La syphilis tertiaire, aujourd’hui exceptionnelle, peut être à l’origine d’une glossite atrophique, traduite par une kératinisation en surface de la langue associée à une atrophie des papilles. Les syphilides secondaires peuvent se présenter sous forme de plages opalines ou de petites zones kératosiques. La confirmation bactériologique ou sérologique est indispensable avant tout traitement.
Kératose d’origine médicamenteuse ou toxique
Il s’agit le plus souvent de Lichenplan induitlichen plan induit ou de lésions lichénoïdes (voir chapitre 5).

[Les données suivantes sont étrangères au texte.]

use crate::index::{layout, IndexError, IndexKey};
use crate::record::SchemaRef;
use crate::storage::{decode_page_id, encode_page_id, BufferPoolManagerRef, PageId, PageRef};

///
/// InternalNode Format:
///
/// ```text
///     | Meta | key[0] | child[0] | key[1] | child[1] | ... |
/// ```
///
/// Meta Format:
///
/// ```text
///     | page_type | size | max_size | key_size | parent_page_id | page_id |
/// ```
///
/// `size` counts children; key[0] is a dummy and never compared. The child
/// at slot i covers keys in [key[i], key[i + 1]).
///
pub struct InternalNode {
    page: PageRef,
    bpm: BufferPoolManagerRef,
    key_schema: SchemaRef,
    key_size: usize,
}

impl Drop for InternalNode {
    fn drop(&mut self) {
        let page_id = self.page.read().page_id.unwrap();
        let _ = self.bpm.lock().unpin(page_id, false);
    }
}

impl InternalNode {
    pub fn new(
        bpm: BufferPoolManagerRef,
        key_schema: SchemaRef,
        key_size: usize,
        max_size: usize,
        parent_page_id: Option<PageId>,
    ) -> Result<Self, IndexError> {
        let page = bpm.lock().new_page()?;
        let page_id = page.read().page_id.unwrap();
        {
            let mut page = page.write();
            page.buffer[layout::PAGE_TYPE]
                .copy_from_slice(&layout::INTERNAL_PAGE_TYPE.to_le_bytes());
            page.buffer[layout::SIZE].copy_from_slice(&0u32.to_le_bytes());
            page.buffer[layout::MAX_SIZE].copy_from_slice(&(max_size as u32).to_le_bytes());
            page.buffer[layout::KEY_SIZE].copy_from_slice(&(key_size as u32).to_le_bytes());
            page.buffer[layout::PARENT_PAGE_ID].copy_from_slice(&encode_page_id(parent_page_id));
            page.buffer[layout::PAGE_ID].copy_from_slice(&page_id.to_le_bytes());
            page.is_dirty = true;
        }
        Ok(Self {
            page,
            bpm,
            key_schema,
            key_size,
        })
    }

    pub fn open(
        bpm: BufferPoolManagerRef,
        key_schema: SchemaRef,
        page_id: PageId,
    ) -> Result<Self, IndexError> {
        let page = bpm.lock().fetch(page_id)?;
        let page_type =
            u32::from_le_bytes(page.read().buffer[layout::PAGE_TYPE].try_into().unwrap());
        if page_type != layout::INTERNAL_PAGE_TYPE {
            let _ = bpm.lock().unpin(page_id, false);
            return Err(IndexError::NotInternalPage(page_id));
        }
        let key_size =
            u32::from_le_bytes(page.read().buffer[layout::KEY_SIZE].try_into().unwrap()) as usize;
        Ok(Self {
            page,
            bpm,
            key_schema,
            key_size,
        })
    }

    pub fn page_id(&self) -> PageId {
        u32::from_le_bytes(self.page.read().buffer[layout::PAGE_ID].try_into().unwrap())
    }

    pub fn size(&self) -> usize {
        u32::from_le_bytes(self.page.read().buffer[layout::SIZE].try_into().unwrap()) as usize
    }

    fn set_size(&self, size: usize) {
        let mut page = self.page.write();
        page.buffer[layout::SIZE].copy_from_slice(&(size as u32).to_le_bytes());
        page.is_dirty = true;
    }

    pub fn max_size(&self) -> usize {
        u32::from_le_bytes(self.page.read().buffer[layout::MAX_SIZE].try_into().unwrap()) as usize
    }

    pub fn min_size(&self) -> usize {
        (self.max_size() + 1) / 2
    }

    pub fn parent_page_id(&self) -> Option<PageId> {
        decode_page_id(&self.page.read().buffer[layout::PARENT_PAGE_ID])
    }

    pub fn set_parent_page_id(&self, page_id: Option<PageId>) {
        let mut page = self.page.write();
        page.buffer[layout::PARENT_PAGE_ID].copy_from_slice(&encode_page_id(page_id));
        page.is_dirty = true;
    }

    fn pair_size(&self) -> usize {
        self.key_size + layout::PAGE_ID_SIZE
    }

    fn offset_of(&self, idx: usize) -> usize {
        layout::INTERNAL_HEADER_SIZE + idx * self.pair_size()
    }

    pub fn key_at(&self, idx: usize) -> IndexKey {
        let start = self.offset_of(idx);
        let page = self.page.read();
        IndexKey::from_bytes(
            &page.buffer[start..start + self.key_size],
            self.key_schema.clone(),
        )
    }

    pub fn set_key_at(&self, idx: usize, key: &IndexKey) {
        let start = self.offset_of(idx);
        let bytes = key.to_bytes();
        let mut page = self.page.write();
        page.buffer[start..start + self.key_size].copy_from_slice(&bytes);
        page.is_dirty = true;
    }

    pub fn value_at(&self, idx: usize) -> PageId {
        let start = self.offset_of(idx) + self.key_size;
        let page = self.page.read();
        u32::from_le_bytes(page.buffer[start..start + 4].try_into().unwrap())
    }

    pub fn set_value_at(&self, idx: usize, value: PageId) {
        let start = self.offset_of(idx) + self.key_size;
        let mut page = self.page.write();
        page.buffer[start..start + 4].copy_from_slice(&value.to_le_bytes());
        page.is_dirty = true;
    }

    pub fn value_index(&self, value: PageId) -> Option<usize> {
        (0..self.size()).find(|&idx| self.value_at(idx) == value)
    }

    /// Child covering `key`: binary search from slot 1 for the rightmost
    /// separator <= key.
    pub fn lookup(&self, key: &IndexKey) -> PageId {
        let size = self.size();
        if size <= 1 {
            return self.value_at(0);
        }
        let mut low = 1;
        let mut high = size - 1;
        let mut answer = 0;
        while low <= high {
            let mid = (low + high) / 2;
            if *key >= self.key_at(mid) {
                answer = mid;
                low = mid + 1;
            } else {
                high = mid - 1;
            }
        }
        self.value_at(answer)
    }

    /// Only used right after the root splits.
    pub fn populate_new_root(&self, left: PageId, key: &IndexKey, right: PageId) {
        self.set_value_at(0, left);
        self.set_key_at(1, key);
        self.set_value_at(1, right);
        self.set_size(2);
    }

    /// Insert `(key, value)` right after the child `old_value`; returns the
    /// new size.
    pub fn insert_node_after(&self, old_value: PageId, key: &IndexKey, value: PageId) -> usize {
        let idx = self.value_index(old_value).unwrap() + 1;
        let size = self.size();
        let start = self.offset_of(idx);
        let end = self.offset_of(size);
        let pair_size = self.pair_size();
        {
            let mut page = self.page.write();
            page.buffer.copy_within(start..end, start + pair_size);
            page.is_dirty = true;
        }
        self.set_key_at(idx, key);
        self.set_value_at(idx, value);
        self.set_size(size + 1);
        size + 1
    }

    pub fn remove(&self, idx: usize) {
        let size = self.size();
        let start = self.offset_of(idx + 1);
        let end = self.offset_of(size);
        let pair_size = self.pair_size();
        {
            let mut page = self.page.write();
            page.buffer.copy_within(start..end, start - pair_size);
            page.is_dirty = true;
        }
        self.set_size(size - 1);
    }

    /// Only valid while adjusting a root that shrank to a single child.
    pub fn remove_and_return_only_child(&self) -> PageId {
        let child = self.value_at(0);
        self.set_size(0);
        child
    }

    /// Repoint a child page's parent header at this node.
    fn adopt(&self, child: PageId) -> Result<(), IndexError> {
        let page = self.bpm.lock().fetch(child)?;
        {
            let mut page = page.write();
            page.buffer[layout::PARENT_PAGE_ID].copy_from_slice(&self.page_id().to_le_bytes());
            page.is_dirty = true;
        }
        self.bpm.lock().unpin(child, true)?;
        Ok(())
    }

    /// Move the upper half of the pairs to an empty right sibling; the
    /// sibling's slot-0 key carries the separator for the parent.
    pub fn move_half_to(&self, recipient: &InternalNode) -> Result<(), IndexError> {
        let size = self.size();
        let keep = (size + 1) / 2;
        let moved = size - keep;
        let src_start = self.offset_of(keep);
        let src_end = self.offset_of(size);
        {
            let src = self.page.read();
            let mut dst = recipient.page.write();
            let dst_start = layout::INTERNAL_HEADER_SIZE;
            dst.buffer[dst_start..dst_start + (src_end - src_start)]
                .copy_from_slice(&src.buffer[src_start..src_end]);
            dst.is_dirty = true;
        }
        recipient.set_size(moved);
        self.set_size(keep);
        for idx in 0..moved {
            recipient.adopt(recipient.value_at(idx))?;
        }
        Ok(())
    }

    /// Merge every pair into the left sibling, pulling the separator key
    /// down from the parent as the glue between the two halves.
    pub fn move_all_to(
        &self,
        recipient: &InternalNode,
        middle_key: &IndexKey,
    ) -> Result<(), IndexError> {
        let size = self.size();
        let recipient_size = recipient.size();
        recipient.set_key_at(recipient_size, middle_key);
        recipient.set_value_at(recipient_size, self.value_at(0));
        if size > 1 {
            let src_start = self.offset_of(1);
            let src_end = self.offset_of(size);
            let src = self.page.read();
            let mut dst = recipient.page.write();
            let dst_start = recipient.offset_of(recipient_size + 1);
            dst.buffer[dst_start..dst_start + (src_end - src_start)]
                .copy_from_slice(&src.buffer[src_start..src_end]);
            dst.is_dirty = true;
        }
        recipient.set_size(recipient_size + size);
        self.set_size(0);
        for idx in recipient_size..recipient_size + size {
            recipient.adopt(recipient.value_at(idx))?;
        }
        Ok(())
    }

    /// Redistribution helper: this node is the right neighbor; its first
    /// child moves to the end of `recipient` under the parent's separator.
    pub fn move_first_to_end_of(
        &self,
        recipient: &InternalNode,
        middle_key: &IndexKey,
    ) -> Result<(), IndexError> {
        let recipient_size = recipient.size();
        let child = self.value_at(0);
        recipient.set_key_at(recipient_size, middle_key);
        recipient.set_value_at(recipient_size, child);
        recipient.set_size(recipient_size + 1);
        recipient.adopt(child)?;
        self.remove(0);
        Ok(())
    }

    /// Redistribution helper: this node is the left neighbor; its last
    /// child moves to the front of `recipient`, the parent's separator
    /// slides into the vacated key slot 1.
    pub fn move_last_to_front_of(
        &self,
        recipient: &InternalNode,
        middle_key: &IndexKey,
    ) -> Result<(), IndexError> {
        let last = self.size() - 1;
        let child = self.value_at(last);
        let recipient_size = recipient.size();
        let start = recipient.offset_of(0);
        let end = recipient.offset_of(recipient_size);
        let pair_size = recipient.pair_size();
        {
            let mut page = recipient.page.write();
            page.buffer.copy_within(start..end, start + pair_size);
            page.is_dirty = true;
        }
        recipient.set_value_at(0, child);
        recipient.set_key_at(1, middle_key);
        recipient.set_size(recipient_size + 1);
        recipient.adopt(child)?;
        self.remove(last);
        Ok(())
    }
}
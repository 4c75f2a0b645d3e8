use crate::record::{RecordError, RowId, SchemaRef};
use crate::storage::{BufferPoolManagerRef, PageId, StorageError, PAGE_SIZE};
use itertools::Itertools;
use parking_lot::Mutex;
use thiserror::Error;

mod internal;
mod iterator;
mod key;
mod leaf;
mod roots;

pub use internal::InternalNode;
pub use iterator::IndexIterator;
pub use key::IndexKey;
pub use leaf::LeafNode;
pub use roots::IndexRootsPage;

pub type IndexId = u32;

pub(crate) mod layout {
    use std::ops::Range;

    pub const PAGE_TYPE: Range<usize> = 0..4;
    pub const SIZE: Range<usize> = 4..8;
    pub const MAX_SIZE: Range<usize> = 8..12;
    pub const KEY_SIZE: Range<usize> = 12..16;
    pub const PARENT_PAGE_ID: Range<usize> = 16..20;
    pub const PAGE_ID: Range<usize> = 20..24;
    pub const NEXT_PAGE_ID: Range<usize> = 24..28;

    pub const INTERNAL_HEADER_SIZE: usize = 24;
    pub const LEAF_HEADER_SIZE: usize = 28;

    pub const INTERNAL_PAGE_TYPE: u32 = 1;
    pub const LEAF_PAGE_TYPE: u32 = 2;

    pub const PAGE_ID_SIZE: usize = 4;
    pub const ROW_ID_SIZE: usize = 8;
}

#[derive(Error, Debug)]
pub enum IndexError {
    #[error("page {0} is not a leaf node")]
    NotLeafPage(PageId),
    #[error("page {0} is not an internal node")]
    NotInternalPage(PageId),
    #[error("index key fields must not be NULL")]
    NullKeyField,
    #[error("index key does not match the key schema")]
    KeySchemaMismatch,
    #[error("index roots page is corrupted")]
    RootsPageCorrupted,
    #[error("index roots page is full")]
    RootsPageFull,
    #[error("tree structure is corrupted: {0}")]
    TreeCorrupted(&'static str),
    #[error("storage error: {0}")]
    Storage(#[from] StorageError),
    #[error("record error: {0}")]
    Record(#[from] RecordError),
}
use crate::record::{Row, RowId, SchemaRef};
use crate::storage::BufferPoolManagerRef;
use crate::table::TablePage;

/// Sequential scan over the live tuples of a heap. Deleted tuples are
/// skipped; the cursor survives tuples vanishing underneath it by moving on
/// to the next live slot.
pub struct TableIterator {
    bpm: BufferPoolManagerRef,
    schema: SchemaRef,
    current: Option<RowId>,
}

impl TableIterator {
    pub(crate) fn new(
        bpm: BufferPoolManagerRef,
        schema: SchemaRef,
        current: Option<RowId>,
    ) -> Self {
        Self {
            bpm,
            schema,
            current,
        }
    }
}

impl Iterator for TableIterator {
    type Item = Row;

    fn next(&mut self) -> Option<Row> {
        let row_id = self.current?;
        let page = self.bpm.lock().fetch(row_id.page_id).ok()?;
        let table_page = TablePage::new(page);
        let row = table_page.get_tuple(row_id, &self.schema).ok().flatten();
        let mut next = table_page.next_tuple_rid(row_id);
        let mut next_page_id = table_page.next_page_id();
        let _ = self.bpm.lock().unpin(row_id.page_id, false);
        while next.is_none() {
            let Some(page_id) = next_page_id else {
                break;
            };
            let page = self.bpm.lock().fetch(page_id).ok()?;
            let table_page = TablePage::new(page);
            next = table_page.first_tuple_rid();
            next_page_id = table_page.next_page_id();
            let _ = self.bpm.lock().unpin(page_id, false);
        }
        self.current = next;
        // a tuple deleted under the cursor is skipped, not yielded
        row.or_else(|| self.next())
    }
}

Les Kératosearsenicalekératoses arsenicales sont devenues exceptionnelles.
Kératose des dermatoses acquises
Le lichen plan buccal est le plus souvent isolé, sans atteinte dermatologique. La forme hyperkératosique et verruqueuse se manifeste par des petites saillies disséminées sur une plage de lichen plan, ou par des nappes kératosiques irrégulières. Les lésions peuvent siéger sur n’importe quelle zone de la muqueuse, avec une prédilection pour la langue et la partie postéro-inférieure des joues. D’autres formes cliniques peuvent être observées : érythémateuse, érosive, bulleuse, pigmentaire, atrophique, etc.
L’examen histologique permet le diagnostic en mettant en évidence l’infiltrat lymphocytaire du chorion et les nécroses épithéliales. Il faut surveiller particulièrement les formes érosives et atrophiques qui ont, dans certains cas, un potentiel de cancérisation.